Well, it’s interesting.

I’m gonna go ahead and skip past the fact I’m not a big fan of the word “naked” when pertaining to food and get to the review.

Taco Bell Naked Egg Breakfast Taco 2

It’s not exactly the most photogenic menu item Taco Bell offers, that’s for sure. It looks like a three-day old omelet. The fried egg “shell” does its best to show off a yolk, just so you know what you’re eating.

Taco Bell Naked Egg Breakfast Taco 3

The taco came with a cardboard sleeve that I found inconvenient to eat out of, so I ditched it. Once I did, I realized why it was there. As you might expect, a fried egg taco “shell” is greasy. It’s probably best to eat it with utensils, but that kinda kills the novelty of eating a taco, right? Also to be fair, it’s not much greasier than a McGriddle cake.

Using an egg as a “shell” is all good in theory, but in order to keep some stability, it had to be firm. The egg was overcooked. I’d compare it to a rubbery hard-boiled egg white that got cold almost instantly.

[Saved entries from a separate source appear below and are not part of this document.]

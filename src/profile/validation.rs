//! Intrinsic field validation.
//!
//! Each rule looks at a single field in isolation (range, enum membership,
//! format). Every invalid field yields its own issue; validation never stops
//! at the first failure.

use serde::Serialize;
use serde_json::Value;
use std::net::IpAddr;

use super::consistency::ValidationIssue;
use super::{FingerprintProfile, OverrideMode, SCHEMA_VERSION};

/// Values `navigator.deviceMemory` may take.
pub const DEVICE_MEMORY_VALUES: [f64; 9] = [0.25, 0.5, 1.0, 2.0, 4.0, 8.0, 16.0, 32.0, 64.0];

/// Values `screen.colorDepth` may take.
pub const COLOR_DEPTHS: [u32; 6] = [8, 16, 24, 30, 32, 48];

pub const CPU_CORES_RANGE: (u32, u32) = (1, 128);
pub const TIMEZONE_OFFSET_RANGE: (i32, i32) = (-720, 840);

struct Collector {
    issues: Vec<ValidationIssue>,
}

impl Collector {
    fn check<V: Serialize>(&mut self, ok: bool, field: &str, value: V, reason: impl Into<String>) {
        if !ok {
            self.issues
                .push(ValidationIssue::new(field, reason, to_value(value)));
        }
    }

    fn check_range<V>(&mut self, field: &str, value: V, min: V, max: V)
    where
        V: PartialOrd + Serialize + std::fmt::Display + Copy,
    {
        let ok = value >= min && value <= max;
        self.check(
            ok,
            field,
            value,
            format!("must be between {} and {}", min, max),
        );
    }

    fn check_non_empty(&mut self, field: &str, value: &str) {
        self.check(!value.trim().is_empty(), field, value, "must not be empty");
    }

    fn check_ip(&mut self, field: &str, value: &str) {
        self.check(
            value.parse::<IpAddr>().is_ok(),
            field,
            value,
            "must be a valid IPv4 or IPv6 address",
        );
    }
}

fn to_value<V: Serialize>(value: V) -> Value {
    serde_json::to_value(value).unwrap_or(Value::Null)
}

fn finite_in(value: f64, min: f64, max: f64) -> bool {
    value.is_finite() && value >= min && value <= max
}

/// Validates every field of `profile` on its own.
pub fn validate_fields(profile: &FingerprintProfile) -> Vec<ValidationIssue> {
    let mut c = Collector { issues: Vec::new() };

    // Identity
    c.check_non_empty("id", &profile.id);
    c.check_range("version", profile.version, 1, SCHEMA_VERSION);
    c.check(profile.seed_version >= 1, "seedVersion", profile.seed_version, "must be at least 1");

    // Browser and OS
    c.check_non_empty("browser.version", &profile.browser.version);
    c.check_range("browser.majorVersion", profile.browser.major_version, 1, 999);
    c.check_non_empty("os.version", &profile.os.version);
    c.check_non_empty("os.platform", &profile.os.platform);
    c.check(
        profile.user_agent.starts_with("Mozilla/5.0 ("),
        "userAgent",
        &profile.user_agent,
        "must be a Mozilla/5.0 User-Agent string",
    );

    // Navigator
    let nav = &profile.navigator;
    c.check_non_empty("navigator.language", &nav.language);
    c.check(
        !nav.languages.is_empty() && nav.languages.iter().all(|l| !l.trim().is_empty()),
        "navigator.languages",
        &nav.languages,
        "must be a non-empty list of language tags",
    );
    c.check_non_empty("navigator.appVersion", &nav.app_version);

    // Hardware
    let hw = &profile.hardware;
    c.check_range("hardware.cpuCores", hw.cpu_cores, CPU_CORES_RANGE.0, CPU_CORES_RANGE.1);
    c.check(
        DEVICE_MEMORY_VALUES.contains(&hw.device_memory),
        "hardware.deviceMemory",
        hw.device_memory,
        "must be one of 0.25, 0.5, 1, 2, 4, 8, 16, 32, 64",
    );
    c.check_range("hardware.maxTouchPoints", hw.max_touch_points, 0, 10);
    c.check(
        finite_in(hw.device_pixel_ratio, 0.5, 5.0),
        "hardware.devicePixelRatio",
        hw.device_pixel_ratio,
        "must be between 0.5 and 5",
    );

    let screen = &hw.screen;
    c.check_range("hardware.screen.width", screen.width, 320, 7680);
    c.check_range("hardware.screen.height", screen.height, 240, 4320);
    c.check(
        screen.avail_width <= screen.width,
        "hardware.screen.availWidth",
        screen.avail_width,
        format!("must not exceed screen width {}", screen.width),
    );
    c.check(
        screen.avail_height <= screen.height,
        "hardware.screen.availHeight",
        screen.avail_height,
        format!("must not exceed screen height {}", screen.height),
    );
    c.check(
        COLOR_DEPTHS.contains(&screen.color_depth),
        "hardware.screen.colorDepth",
        screen.color_depth,
        "must be one of 8, 16, 24, 30, 32, 48",
    );
    c.check(
        screen.pixel_depth == screen.color_depth,
        "hardware.screen.pixelDepth",
        screen.pixel_depth,
        format!("must equal colorDepth {}", screen.color_depth),
    );

    // WebGL
    let webgl = &profile.webgl;
    c.check(
        webgl.max_texture_size.is_power_of_two() && (1024..=32768).contains(&webgl.max_texture_size),
        "webgl.maxTextureSize",
        webgl.max_texture_size,
        "must be a power of two between 1024 and 32768",
    );
    c.check(
        webgl.max_viewport_dims.iter().all(|d| *d > 0),
        "webgl.maxViewportDims",
        webgl.max_viewport_dims,
        "must be positive",
    );

    // Fonts, plugins, language
    if profile.fonts.mode == OverrideMode::Custom {
        c.check(
            !profile.fonts.list.is_empty(),
            "fonts.list",
            &profile.fonts.list,
            "must not be empty in custom mode",
        );
    }
    c.check(
        profile.fonts.list.iter().all(|f| !f.trim().is_empty()),
        "fonts.list",
        &profile.fonts.list,
        "must not contain empty font names",
    );
    c.check(
        profile.plugins.list.iter().all(|p| !p.name.trim().is_empty()),
        "plugins.list",
        profile.plugins.list.len(),
        "plugin names must not be empty",
    );
    c.check_non_empty("language.locale", &profile.language.locale);
    c.check_non_empty("language.acceptLanguage", &profile.language.accept_language);

    // Timezone and geolocation
    c.check_range(
        "timezone.offset",
        profile.timezone.offset,
        TIMEZONE_OFFSET_RANGE.0,
        TIMEZONE_OFFSET_RANGE.1,
    );
    if profile.timezone.mode == OverrideMode::Custom {
        c.check_non_empty("timezone.name", &profile.timezone.name);
    }
    let geo = &profile.geolocation;
    c.check(
        finite_in(geo.latitude, -90.0, 90.0),
        "geolocation.latitude",
        geo.latitude,
        "must be between -90 and 90",
    );
    c.check(
        finite_in(geo.longitude, -180.0, 180.0),
        "geolocation.longitude",
        geo.longitude,
        "must be between -180 and 180",
    );
    c.check(
        geo.accuracy.is_finite() && geo.accuracy > 0.0,
        "geolocation.accuracy",
        geo.accuracy,
        "must be greater than 0",
    );

    // WebRTC
    let rtc = &profile.webrtc;
    c.check_ip("webrtc.localIp", &rtc.local_ip);
    if rtc.public_ip != "auto" {
        c.check_ip("webrtc.publicIp", &rtc.public_ip);
    }
    for (i, addr) in rtc.whitelist.iter().enumerate() {
        c.check_ip(&format!("webrtc.whitelist[{}]", i), addr);
    }

    // Remaining surfaces
    c.check(
        finite_in(profile.client_rects.noise, 0.0, 1.0),
        "clientRects.noise",
        profile.client_rects.noise,
        "must be between 0 and 1",
    );
    let media = &profile.media_devices;
    c.check_range("mediaDevices.audioInputs", media.audio_inputs, 0, 16);
    c.check_range("mediaDevices.audioOutputs", media.audio_outputs, 0, 16);
    c.check_range("mediaDevices.videoInputs", media.video_inputs, 0, 16);

    let battery = &profile.battery;
    c.check(
        finite_in(battery.level, 0.0, 1.0),
        "battery.level",
        battery.level,
        "must be between 0 and 1",
    );
    for (field, value) in [
        ("battery.chargingTime", battery.charging_time),
        ("battery.dischargingTime", battery.discharging_time),
    ] {
        if let Some(seconds) = value {
            c.check(seconds.is_finite() && seconds >= 0.0, field, seconds, "must be non-negative");
        }
    }

    c.check(
        matches!(profile.privacy.do_not_track.as_deref(), None | Some("1") | Some("0")),
        "privacy.doNotTrack",
        &profile.privacy.do_not_track,
        "must be \"1\", \"0\" or null",
    );

    let apis = &profile.advanced_apis;
    c.check(
        apis.storage_quota > 0,
        "advancedApis.storageQuota",
        apis.storage_quota,
        "must be greater than 0",
    );
    c.check(
        apis.connection.downlink.is_finite() && apis.connection.downlink >= 0.0,
        "advancedApis.connection.downlink",
        apis.connection.downlink,
        "must be non-negative",
    );
    c.check_range("advancedApis.connection.rtt", apis.connection.rtt, 0, 3000);
    c.check(
        finite_in(apis.performance.timer_precision_ms, 0.0, 1000.0),
        "advancedApis.performance.timerPrecisionMs",
        apis.performance.timer_precision_ms,
        "must be between 0 and 1000",
    );
    c.check_range("advancedApis.historyLength", apis.history_length, 1, 50);
    c.check_non_empty("advancedApis.keyboardLayout", &apis.keyboard_layout);

    if let Some(seed) = &profile.noise_seed {
        c.check(
            seed.is_coherent(),
            "noiseSeed",
            seed.encrypted,
            "encrypted flag does not match the stored value",
        );
    }

    c.issues
}

#[cfg(test)]
mod tests {
    use super::*;
    use serde_json::json;

    fn fields(issues: &[ValidationIssue]) -> Vec<&str> {
        issues.iter().map(|i| i.field.as_str()).collect()
    }

    #[test]
    fn test_default_profile_has_no_field_errors() {
        let issues = validate_fields(&FingerprintProfile::default());
        assert!(issues.is_empty(), "{:?}", issues);
    }

    #[test]
    fn test_cpu_cores_out_of_range() {
        let mut profile = FingerprintProfile::default();
        profile.hardware.cpu_cores = 200;
        let issues = validate_fields(&profile);
        assert_eq!(fields(&issues), vec!["hardware.cpuCores"]);
        assert_eq!(issues[0].value, json!(200));
    }

    #[test]
    fn test_one_issue_per_invalid_field() {
        let mut profile = FingerprintProfile::default();
        profile.hardware.cpu_cores = 0;
        profile.hardware.device_memory = 3.0;
        profile.timezone.offset = 900;
        profile.geolocation.latitude = 91.0;
        profile.battery.level = 1.5;
        profile.webrtc.local_ip = "not-an-ip".to_string();

        let issues = validate_fields(&profile);
        let found = fields(&issues);
        for field in [
            "hardware.cpuCores",
            "hardware.deviceMemory",
            "timezone.offset",
            "geolocation.latitude",
            "battery.level",
            "webrtc.localIp",
        ] {
            assert!(found.contains(&field), "missing {}", field);
        }
        assert_eq!(issues.len(), 6);
    }

    #[test]
    fn test_screen_invariants() {
        let mut profile = FingerprintProfile::default();
        profile.hardware.screen.avail_width = 2000;
        profile.hardware.screen.pixel_depth = 32;
        let found: Vec<String> = validate_fields(&profile)
            .into_iter()
            .map(|i| i.field)
            .collect();
        assert!(found.contains(&"hardware.screen.availWidth".to_string()));
        assert!(found.contains(&"hardware.screen.pixelDepth".to_string()));
    }

    #[test]
    fn test_public_ip_auto_accepted() {
        let mut profile = FingerprintProfile::default();
        profile.webrtc.public_ip = "auto".to_string();
        assert!(validate_fields(&profile).is_empty());
        profile.webrtc.public_ip = "203.0.113.9".to_string();
        assert!(validate_fields(&profile).is_empty());
        profile.webrtc.public_ip = "nope".to_string();
        assert_eq!(fields(&validate_fields(&profile)), vec!["webrtc.publicIp"]);
    }

    #[test]
    fn test_nan_rejected() {
        let mut profile = FingerprintProfile::default();
        profile.hardware.device_pixel_ratio = f64::NAN;
        assert_eq!(
            fields(&validate_fields(&profile)),
            vec!["hardware.devicePixelRatio"]
        );
    }
}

The taco comes filled with cheddar cheese, nacho cheese sauce, seasoned potatoes, and the sausage crumbles I opted for.

Taco Bell Naked Egg Breakfast Taco 6

The “warm layer” of cheddar cheese they promised was actually congealed plastic, but it did act as a glue to hold the taco together. I thought there was way too much of it, but when I opened the taco to check out the other ingredients, they all kinda spewed out.

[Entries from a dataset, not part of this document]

fn cmd_inject(
    service: &FingerprintService,
    settings: &FingerprintSettings,
    matches: &ArgMatches,
) -> Result<()> {
    let path = required_path(matches, "file")?;
    let profile_json = read_json(path)?;

    let injector = Injector::new(&profile_json, settings.injector_options())
        .with_context(|| format!("Cannot build injector for {}", path.display()))?
        .with_seed_manager(Arc::clone(service.seeds()))
        .with_validator(service.validator().clone());

    let report = injector.validate();
    for warning in &report.warnings {
        warn!(field = %warning.field, "{}", warning.reason);
    }
    if !report.valid {
        bail!("Profile is invalid: {}", report.messages().join("; "));
    }

    let context = matches
        .get_one::<String>("context")
        .map(String::as_str)
        .unwrap_or("page");
    let script = match context {
        "preload" => injector.preload_script()?,
        "iframe" => injector.iframe_script(IframeOptions {
            same_origin_only: !matches.get_flag("cross-origin"),
        })?,
        "worker" => injector.worker_script(WorkerScriptOptions {
            worker_type: worker_type(required(matches, "worker-type")?),
        })?,
        _ => injector.injection_script()?,
    };

    if let Some(elapsed) = injector.generation_time() {
        info!(context, elapsed_ms = elapsed.as_secs_f64() * 1000.0, "Compiled script");
    }
    write_output(matches.get_one::<PathBuf>("output"), &script)
}

fn print_report(report: &TestReport) {
    println!(
        "{bold}{blue}Self-test:{reset} {}/{} passed ({:.1}%) in {:.1}ms",
        report.passed,
        report.total,
        report.pass_rate,
        report.duration_ms,
        bold = colors::BOLD,
        blue = colors::BLUE,
        reset = colors::RESET
    );
    for (category, summary) in &report.categories {
        let color = if summary.failed == 0 { colors::GREEN } else { colors::RED };
        println!(
            "  {dim}{:<12}{reset} {color}{}/{}{reset}",
            category.as_str(),
            summary.passed,
            summary.total,
            dim = colors::DIM,
            color = color,
            reset = colors::RESET
        );
    }
    for failure in &report.failures {
        println!(
            "  {red}FAIL{reset} {bold}{}{reset}: expected {}, got {}",
            failure.name,
            failure.expected,
            failure.actual,
            red = colors::RED,
            bold = colors::BOLD,
            reset = colors::RESET
        );
        if let Some(ref error) = failure.error {
            println!("       {dim}{}{reset}", error, dim = colors::DIM, reset = colors::RESET);
        }
    }
}

fn cmd_selftest(service: &FingerprintService, matches: &ArgMatches) -> Result<()> {
    let mut profile = match matches.get_one::<PathBuf>("file") {
        Some(path) => read_profile(path)?,
        None => service.generator().generate_or_default(GenerateOptions::default()),
    };
    // Noise probes need the cleartext seed.
    if profile.plain_seed().is_none() {
        match service.seeds().open_profile_seed(&profile) {
            Ok(Some(seed)) => profile.noise_seed = Some(NoiseSeed::plain(seed)),
            Ok(None) => {}
            Err(e) => warn!(error = %e, "Cannot open noise seed; noise probes will be skipped"),
        }
    }

    let mut runner = TestRunner::new();
    if let Some(suites) = matches.get_many::<String>("suite") {
        for suite in suites {
            runner.register_suite(suite.parse::<Suite>()?);
        }
    }

    let filter = match matches.get_many::<String>("category") {
        Some(categories) => RunFilter::categories(
            categories
                .map(|c| c.parse::<ProbeCategory>())
                .collect::<Result<Vec<_>, _>>()?,
        ),
        None => RunFilter::default(),
    };

    runner.run_all(&profile, &filter);
    let report = runner.generate_report();
    if matches.get_flag("json") {
        println!("{}", serde_json::to_string_pretty(&report)?);
    } else {
        print_report(&report);
    }

    if report.failed > 0 {
        bail!("{} probe(s) failed", report.failed);
    }
    Ok(())
}
impl FingerprintSettings {
    pub fn new() -> Self {
        Self::default()
    }

    /// Loads settings from a TOML or JSON file, detected by extension.
    pub fn from_file<P: AsRef<Path>>(path: P) -> Result<Self, ConfigError> {
        let path = path.as_ref();
        let content = fs::read_to_string(path)?;

        match extension_of(path).as_str() {
            "toml" => Ok(toml::from_str(&content)?),
            "json" => Ok(serde_json::from_str(&content)?),
            ext => Err(ConfigError::UnsupportedFormat(ext.to_string())),
        }
    }

    /// Saves settings; the format follows the file extension.
    pub fn to_file<P: AsRef<Path>>(&self, path: P) -> Result<(), ConfigError> {
        let path = path.as_ref();
        let content = match extension_of(path).as_str() {
            "toml" => toml::to_string_pretty(self)?,
            "json" => serde_json::to_string_pretty(self)?,
            ext => return Err(ConfigError::UnsupportedFormat(ext.to_string())),
        };

        fs::write(path, content)?;
        Ok(())
    }

    /// Defaults overridden by `KI_FINGERPRINT_*` environment variables.
    pub fn from_env() -> Self {
        let mut settings = Self::default();
        settings.apply_env_overrides();
        settings
    }

    fn apply_env_overrides(&mut self) {
        let var = |name: &str| env::var(format!("{}{}", ENV_PREFIX, name)).ok();

        if let Some(val) = var("TEMPLATE_DIR") {
            self.template_dir = PathBuf::from(val);
        }

        if let Some(val) = var("DEFAULT_OS") {
            if let Ok(os) = val.parse() {
                self.default_os = Some(os);
            }
        }

        if let Some(val) = var("DEFAULT_BROWSER") {
            if let Ok(browser) = val.parse() {
                self.default_browser = Some(browser);
            }
        }

        if let Some(val) = var("STRICT_VALIDATION") {
            self.strict_validation = parse_bool(&val);
        }

        if let Some(val) = var("MINIFY") {
            self.minify = parse_bool(&val);
        }

        if let Some(val) = var("INCLUDE_WORKER_INTERCEPTOR") {
            self.include_worker_interceptor = parse_bool(&val);
        }

        if let Some(val) = var("INCLUDE_IFRAME_PROTECTION") {
            self.include_iframe_protection = parse_bool(&val);
        }

        if let Some(val) = var("PERFORMANCE_BUDGET_MS") {
            if let Ok(ms) = val.parse() {
                self.performance_budget_ms = ms;
            }
        }

        if let Some(val) = var("SEED_SECRET") {
            self.seed_secret = Some(val);
        }

        if let Some(val) = var("DEFAULT_NOISE_LEVEL") {
            if let Ok(level) = val.parse() {
                self.default_noise_level = level;
            }
        }
    }

    pub fn merge_with_env(mut self) -> Self {
        self.apply_env_overrides();
        self
    }

    /// Applies CLI overrides.
    ///
    /// ```rust
    /// use ki_fingerprint::config::{CliArgs, FingerprintSettings};
    ///
    /// let args = CliArgs {
    ///     minify: Some(true),
    ///     ..Default::default()
    /// };
    /// let settings = FingerprintSettings::default().merge_with_args(&args);
    /// assert!(settings.minify);
    /// ```
    pub fn merge_with_args(mut self, args: &CliArgs) -> Self {
        if let Some(ref dir) = args.template_dir {
            self.template_dir = dir.clone();
        }
        if let Some(os) = args.default_os {
            self.default_os = Some(os);
        }
        if let Some(browser) = args.default_browser {
            self.default_browser = Some(browser);
        }
        if let Some(strict) = args.strict_validation {
            self.strict_validation = strict;
        }
        if let Some(minify) = args.minify {
            self.minify = minify;
        }
        if let Some(ms) = args.performance_budget_ms {
            self.performance_budget_ms = ms;
        }
        if let Some(ref secret) = args.seed_secret {
            self.seed_secret = Some(secret.clone());
        }
        if let Some(level) = args.noise_level {
            self.default_noise_level = level;
        }
        self
    }

    pub fn validate(&self) -> Result<(), ConfigError> {
        if self.template_dir.as_os_str().is_empty() {
            return Err(ConfigError::ValidationError(
                "Template directory cannot be empty".to_string(),
            ));
        }

        if self.performance_budget_ms == 0 {
            return Err(ConfigError::ValidationError(
                "Performance budget must be at least 1ms".to_string(),
            ));
        }
        if self.performance_budget_ms > 10_000 {
            return Err(ConfigError::ValidationError(
                "Performance budget cannot exceed 10000ms".to_string(),
            ));
        }

        if let Some(ref secret) = self.seed_secret {
            if secret.trim().is_empty() {
                return Err(ConfigError::ValidationError(
                    "Seed secret cannot be blank".to_string(),
                ));
            }
            if secret.len() < 12 {
                return Err(ConfigError::ValidationError(
                    "Seed secret passphrase must be at least 12 characters".to_string(),
                ));
            }
        }

        if let (Some(os), Some(browser)) = (self.default_os, self.default_browser) {
            if !crate::profile::catalog::traits(os).browsers.contains(&browser) {
                return Err(ConfigError::ValidationError(format!(
                    "Default browser {} is not available on {}",
                    browser, os
                )));
            }
        }

        Ok(())
    }

    /// Injector options these settings describe.
    pub fn injector_options(&self) -> InjectorOptions {
        InjectorOptions {
            minify: self.minify,
            include_worker_interceptor: self.include_worker_interceptor,
            include_iframe_protection: self.include_iframe_protection,
            performance_budget: Duration::from_millis(self.performance_budget_ms),
        }
    }

    pub fn with_template_dir(mut self, dir: impl Into<PathBuf>) -> Self {
        self.template_dir = dir.into();
        self
    }

    pub fn with_strict_validation(mut self, strict: bool) -> Self {
        self.strict_validation = strict;
        self
    }

    pub fn with_seed_secret(mut self, secret: impl Into<String>) -> Self {
        self.seed_secret = Some(secret.into());
        self
    }

    pub fn with_default_os(mut self, os: OsType) -> Self {
        self.default_os = Some(os);
        self
    }
}

fn extension_of(path: &Path) -> String {
    path.extension()
        .and_then(|e| e.to_str())
        .unwrap_or("")
        .to_lowercase()
}

/// Optional overrides parsed from the command line.
#[derive(Debug, Default, Clone)]
pub struct CliArgs {
    pub template_dir: Option<PathBuf>,
    pub default_os: Option<OsType>,
    pub default_browser: Option<BrowserType>,
    pub strict_validation: Option<bool>,
    pub minify: Option<bool>,
    pub performance_budget_ms: Option<u64>,
    pub seed_secret: Option<String>,
    pub noise_level: Option<NoiseLevel>,
    /// Configuration file path.
    pub config_file: Option<PathBuf>,
}

impl CliArgs {
    pub fn new() -> Self {
        Self::default()
    }

    /// Resolves defaults, file, environment and these arguments, then
    /// validates the result.
    pub fn load_settings(&self) -> Result<FingerprintSettings, ConfigError> {
        let mut settings = if let Some(ref config_file) = self.config_file {
            FingerprintSettings::from_file(config_file)?
        } else {
            FingerprintSettings::default()
        };

        settings = settings.merge_with_env();
        settings = settings.merge_with_args(self);
        settings.validate()?;

        Ok(settings)
    }
}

Taco Bell Naked Egg Breakfast Taco 5

The other three inner ingredients were tasty. I have no complaints there. The zesty nacho sauce added a (this is gonna sound gross) lubricant, and I’ve always been a fan of their seasoned potatoes. The sausage crumbles were standard fare.

Taco Bell Naked Egg Breakfast Taco 4

So overall, it’s kind of a mixed bag. You have a rubbery egg, some plastic cheese, and then the good warm inner contents. Mixed together, it’s not bad, but I absolutely missed a tortilla to tie everything together.

The Naked Egg Breakfast Taco is a cool gimmick, but unless you’re trying to cut a few carbs from your morning, I see no reason to ever get this over other superior Taco Bell menu items. It’s a one time purchase.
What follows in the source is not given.